**WORK INSTRUCTIONS:** Set the entries below down again, please. Match them exactly.

[DATASET RECORDS]

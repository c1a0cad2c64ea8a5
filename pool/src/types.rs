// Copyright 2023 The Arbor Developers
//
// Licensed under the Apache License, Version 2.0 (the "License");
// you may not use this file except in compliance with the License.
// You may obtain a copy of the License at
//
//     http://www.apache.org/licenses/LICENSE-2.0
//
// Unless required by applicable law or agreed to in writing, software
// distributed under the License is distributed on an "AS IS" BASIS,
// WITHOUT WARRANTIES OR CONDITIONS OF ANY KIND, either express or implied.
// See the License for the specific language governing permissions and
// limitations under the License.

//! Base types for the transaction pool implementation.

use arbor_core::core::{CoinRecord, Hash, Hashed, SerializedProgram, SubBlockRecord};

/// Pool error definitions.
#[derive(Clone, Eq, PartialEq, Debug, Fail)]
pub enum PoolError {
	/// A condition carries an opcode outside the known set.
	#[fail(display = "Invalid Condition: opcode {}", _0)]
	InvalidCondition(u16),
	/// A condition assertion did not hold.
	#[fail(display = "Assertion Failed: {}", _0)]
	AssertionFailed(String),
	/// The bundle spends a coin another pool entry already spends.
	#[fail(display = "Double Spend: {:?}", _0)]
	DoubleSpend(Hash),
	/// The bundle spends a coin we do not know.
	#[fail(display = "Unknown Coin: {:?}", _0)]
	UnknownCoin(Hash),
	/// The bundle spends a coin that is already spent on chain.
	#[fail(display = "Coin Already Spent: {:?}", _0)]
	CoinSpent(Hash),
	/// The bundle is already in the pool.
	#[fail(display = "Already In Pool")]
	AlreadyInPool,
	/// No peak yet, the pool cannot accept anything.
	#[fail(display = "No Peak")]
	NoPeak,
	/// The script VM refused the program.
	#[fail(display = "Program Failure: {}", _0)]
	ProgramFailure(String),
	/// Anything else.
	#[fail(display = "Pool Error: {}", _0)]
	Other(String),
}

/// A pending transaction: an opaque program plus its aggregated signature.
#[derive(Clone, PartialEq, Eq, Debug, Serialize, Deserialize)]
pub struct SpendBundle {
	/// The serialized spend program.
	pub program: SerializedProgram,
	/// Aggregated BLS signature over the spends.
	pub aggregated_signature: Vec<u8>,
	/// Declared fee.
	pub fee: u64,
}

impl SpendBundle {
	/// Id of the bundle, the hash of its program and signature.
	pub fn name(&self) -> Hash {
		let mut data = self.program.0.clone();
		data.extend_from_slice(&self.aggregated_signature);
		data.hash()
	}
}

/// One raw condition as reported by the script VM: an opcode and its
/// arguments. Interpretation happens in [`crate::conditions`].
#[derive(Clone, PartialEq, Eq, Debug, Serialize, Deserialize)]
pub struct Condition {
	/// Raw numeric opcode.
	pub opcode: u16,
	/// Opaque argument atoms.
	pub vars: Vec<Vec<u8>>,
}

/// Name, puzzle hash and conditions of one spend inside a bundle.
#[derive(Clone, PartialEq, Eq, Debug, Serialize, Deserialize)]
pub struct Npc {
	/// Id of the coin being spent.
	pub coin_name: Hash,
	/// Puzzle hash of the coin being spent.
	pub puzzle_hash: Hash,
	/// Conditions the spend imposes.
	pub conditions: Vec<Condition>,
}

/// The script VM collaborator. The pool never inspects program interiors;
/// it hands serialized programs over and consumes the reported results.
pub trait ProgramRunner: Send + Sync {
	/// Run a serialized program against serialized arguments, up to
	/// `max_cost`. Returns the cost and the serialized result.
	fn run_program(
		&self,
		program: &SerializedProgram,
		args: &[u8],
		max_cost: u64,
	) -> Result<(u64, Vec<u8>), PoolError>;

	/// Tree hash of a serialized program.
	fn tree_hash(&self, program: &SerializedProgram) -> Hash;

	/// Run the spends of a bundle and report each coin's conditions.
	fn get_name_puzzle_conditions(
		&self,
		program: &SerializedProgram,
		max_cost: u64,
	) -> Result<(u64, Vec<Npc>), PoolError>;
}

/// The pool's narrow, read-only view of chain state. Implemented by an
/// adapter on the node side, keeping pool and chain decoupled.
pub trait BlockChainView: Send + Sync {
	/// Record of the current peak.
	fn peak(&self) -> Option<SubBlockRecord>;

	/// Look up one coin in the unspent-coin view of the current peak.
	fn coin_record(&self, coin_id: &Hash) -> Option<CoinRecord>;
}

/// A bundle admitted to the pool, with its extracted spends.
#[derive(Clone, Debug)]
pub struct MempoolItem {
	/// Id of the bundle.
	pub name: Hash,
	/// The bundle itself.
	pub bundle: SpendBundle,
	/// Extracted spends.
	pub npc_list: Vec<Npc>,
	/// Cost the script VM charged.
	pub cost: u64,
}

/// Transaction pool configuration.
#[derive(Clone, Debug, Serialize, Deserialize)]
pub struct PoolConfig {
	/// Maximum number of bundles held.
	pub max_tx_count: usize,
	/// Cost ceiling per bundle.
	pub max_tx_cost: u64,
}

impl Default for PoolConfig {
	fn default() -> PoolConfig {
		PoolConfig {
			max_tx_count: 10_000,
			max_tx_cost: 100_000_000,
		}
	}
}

[/DATASET RECORDS]

**OUTPUT FOR THIS TASK:**
repository c1a0cad2c64ea8a5
filename pool/src/types.rs
// Copyright 2023 The Arbor Developers
//
// Licensed under the Apache License, Version 2.0 (the "License");
// you may not use this file except in compliance with the License.
// You may obtain a copy of the License at
//
//     http://www.apache.org/licenses/LICENSE-2.0
//
// Unless required by applicable law or agreed to in writing, software
// distributed under the License is distributed on an "AS IS" BASIS,
// WITHOUT WARRANTIES OR CONDITIONS OF ANY KIND, either express or implied.
// See the License for the specific language governing permissions and
// limitations under the License.

//! Base types for the transaction pool implementation.

use arbor_core::core::{CoinRecord, Hash, Hashed, SerializedProgram, SubBlockRecord};

/// Pool error definitions.
#[derive(Clone, Eq, PartialEq, Debug, Fail)]
pub enum PoolError {
	/// A condition carries an opcode outside the known set.
	#[fail(display = "Invalid Condition: opcode {}", _0)]
	InvalidCondition(u16),
	/// A condition assertion did not hold.
	#[fail(display = "Assertion Failed: {}", _0)]
	AssertionFailed(String),
	/// The bundle spends a coin another pool entry already spends.
	#[fail(display = "Double Spend: {:?}", _0)]
	DoubleSpend(Hash),
	/// The bundle spends a coin we do not know.
	#[fail(display = "Unknown Coin: {:?}", _0)]
	UnknownCoin(Hash),
	/// The bundle spends a coin that is already spent on chain.
	#[fail(display = "Coin Already Spent: {:?}", _0)]
	CoinSpent(Hash),
	/// The bundle is already in the pool.
	#[fail(display = "Already In Pool")]
	AlreadyInPool,
	/// No peak yet, the pool cannot accept anything.
	#[fail(display = "No Peak")]
	NoPeak,
	/// The script VM refused the program.
	#[fail(display = "Program Failure: {}", _0)]
	ProgramFailure(String),
	/// Anything else.
	#[fail(display = "Pool Error: {}", _0)]
	Other(String),
}

/// A pending transaction: an opaque program plus its aggregated signature.
#[derive(Clone, PartialEq, Eq, Debug, Serialize, Deserialize)]
pub struct SpendBundle {
	/// The serialized spend program.
	pub program: SerializedProgram,
	/// Aggregated BLS signature over the spends.
	pub aggregated_signature: Vec<u8>,
	/// Declared fee.
	pub fee: u64,
}

impl SpendBundle {
	/// Id of the bundle, the hash of its program and signature.
	pub fn name(&self) -> Hash {
		let mut data = self.program.0.clone();
		data.extend_from_slice(&self.aggregated_signature);
		data.hash()
	}
}

/// One raw condition as reported by the script VM: an opcode and its
/// arguments. Interpretation happens in [`crate::conditions`].
#[derive(Clone, PartialEq, Eq, Debug, Serialize, Deserialize)]
pub struct Condition {
	/// Raw numeric opcode.
	pub opcode: u16,
	/// Opaque argument atoms.
	pub vars: Vec<Vec<u8>>,
}

/// Name, puzzle hash and conditions of one spend inside a bundle.
#[derive(Clone, PartialEq, Eq, Debug, Serialize, Deserialize)]
pub struct Npc {
	/// Id of the coin being spent.
	pub coin_name: Hash,
	/// Puzzle hash of the coin being spent.
	pub puzzle_hash: Hash,
	/// Conditions the spend imposes.
	pub conditions: Vec<Condition>,
}

/// The script VM collaborator. The pool never inspects program interiors;
/// it hands serialized programs over and consumes the reported results.
pub trait ProgramRunner: Send + Sync {
	/// Run a serialized program against serialized arguments, up to
	/// `max_cost`. Returns the cost and the serialized result.
	fn run_program(
		&self,
		program: &SerializedProgram,
		args: &[u8],
		max_cost: u64,
	) -> Result<(u64, Vec<u8>), PoolError>;

	/// Tree hash of a serialized program.
	fn tree_hash(&self, program: &SerializedProgram) -> Hash;

	/// Run the spends of a bundle and report each coin's conditions.
	fn get_name_puzzle_conditions(
		&self,
		program: &SerializedProgram,
		max_cost: u64,
	) -> Result<(u64, Vec<Npc>), PoolError>;
}

/// The pool's narrow, read-only view of chain state. Implemented by an
/// adapter on the node side, keeping pool and chain decoupled.
pub trait BlockChainView: Send + Sync {
	/// Record of the current peak.
	fn peak(&self) -> Option<SubBlockRecord>;

	/// Look up one coin in the unspent-coin view of the current peak.
	fn coin_record(&self, coin_id: &Hash) -> Option<CoinRecord>;
}

/// A bundle admitted to the pool, with its extracted spends.
#[derive(Clone, Debug)]
pub struct MempoolItem {
	/// Id of the bundle.
	pub name: Hash,
	/// The bundle itself.
	pub bundle: SpendBundle,
	/// Extracted spends.
	pub npc_list: Vec<Npc>,
	/// Cost the script VM charged.
	pub cost: u64,
}

/// Transaction pool configuration.
#[derive(Clone, Debug, Serialize, Deserialize)]
pub struct PoolConfig {
	/// Maximum number of bundles held.
	pub max_tx_count: usize,
	/// Cost ceiling per bundle.
	pub max_tx_cost: u64,
}

impl Default for PoolConfig {
	fn default() -> PoolConfig {
		PoolConfig {
			max_tx_count: 10_000,
			max_tx_cost: 100_000_000,
		}
	}
}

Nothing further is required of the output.